Al despertar de la próxima mañana que inevitablemente se acerca ya, sin duda, se reanudarán los combates con tan terribles enemigos.

—¡Luz! ¡Luz, estás por ahí, chaval! —reclama con insistencia Sombra, contrariado por la retirada de los Fanáticos.

—Sí, compañero. Aquí estamos —responde el aludido, sorprendido igualmente por la desconcertante decisión de los enemigos de abandonar el ataque.

—¿Entiendes algo de lo que ha pasado? ¿Por qué se han retirado los Fanáticos? No tiene sentido.

—¡No! No entiendo nada de lo que hacen estos bastardos, me tienen confuso —niega el estratega moviendo la cabeza—. Tal vez, este primer ataque solo les haya servido para tantear las fuerzas de que disponemos y mañana regresen con una carga más poderosa, lo que no me cabe duda es de que con los primeros rayos del sol, redoblarán sus esfuerzos, no se han lanzado a esta conquista, abandonando todos los territorios adyacentes, para irse tan rápido, eso no tendría sentido. Quizás...

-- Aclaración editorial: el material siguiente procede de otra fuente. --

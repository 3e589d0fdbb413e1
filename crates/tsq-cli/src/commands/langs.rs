use std::fmt::Write;

use serde::Serialize;
use tsq_langs::LanguageId;

use super::print_json;

pub struct LangsArgs {
    pub json: bool,
}

#[derive(Debug, Serialize)]
pub struct LangEntry {
    pub name: &'static str,
    pub built_in: bool,
}

pub fn run(args: LangsArgs) {
    let entries = entries();
    if args.json {
        print_json(&entries);
    } else {
        print!("{}", render_text(&entries));
    }
}

pub fn entries() -> Vec<LangEntry> {
    LanguageId::ALL
        .iter()
        .map(|id| LangEntry {
            name: id.name(),
            built_in: id.is_built_in(),
        })
        .collect()
}

pub fn render_text(entries: &[LangEntry]) -> String {
    let mut out = format!("Supported languages ({}):\n", entries.len());
    for entry in entries {
        let note = if entry.built_in { "" } else { "  (not built in)" };
        writeln!(out, "  {}{note}", entry.name).expect("String write never fails");
    }
    out
}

—¿Quizás, qué? —Entrecorta la frase Sombra.

—No, nada. Cuando empezaron a retirarse, pensé que a lo mejor regresarían para defender la pirámide principal, al menos eso haría yo, pero muy al contrario, tan solo han recuperado las posiciones, por lo que no tienen intención de volverse y seguro regresarán al ataque pronto... —Trata de buscar una explicación a tan extrañas maniobras—, cuando el estratega que los mueve, así lo decida.

—¿Entonces? —insiste Sombra desconcertado.

—Entonces, nada, reorganiza el ejército y descansad todo lo que podáis, mañana será un día mucho más largo y duro que lo han sido hasta hoy, esperemos que termine igual.

Arrecia la noche despejada y fría, salpicada de estrellas que tintinean sobre un cielo oscuro y triste. Luna nueva parece, tímida, querer esconderse de tanta violencia que se esparce por este desquiciado mundo humano. Desde las montañas se escucha en eco desgarrador los gritos y alaridos de los Fanáticos que aguardan impacientes una nueva orden para atacar, y al otro lado de los muros, fuera de la fortaleza, miles de cuerpos destrozados se apiñan abandonados, muchos de ellos, aún con vida en muerte, se retuercen y arrastran entre gemidos desgarradores, tratando de regresar, como hicieron los otros, a sus posiciones.

Por el contrario, un sepulcral silencio campea por el Vaticano, la mayoría de sus habitantes tratan de dormir un rato haciendo acopio de fuerzas, tan solo un puñado de guardias vigilan desde las almenas, atentos a cualquier imprevisto que se pueda producir, pero aterrados ante la visión de todos aquellos cuerpos de los que alguna vez fueron hombres y que ahora inundan de inmundicia humana un vasto territorio frente a ellos.

Y flotando etéreo sobre el gran obelisco de piedra, el único arcángel que defiende la fortaleza parece abstraído y distante, recuperando algunas fuerzas de la tenue luz que desprenden las distantes estrellas y las pilas de fuego que van perdiendo fulgor a medida que pasa la noche para dejar paso a una nueva mañana.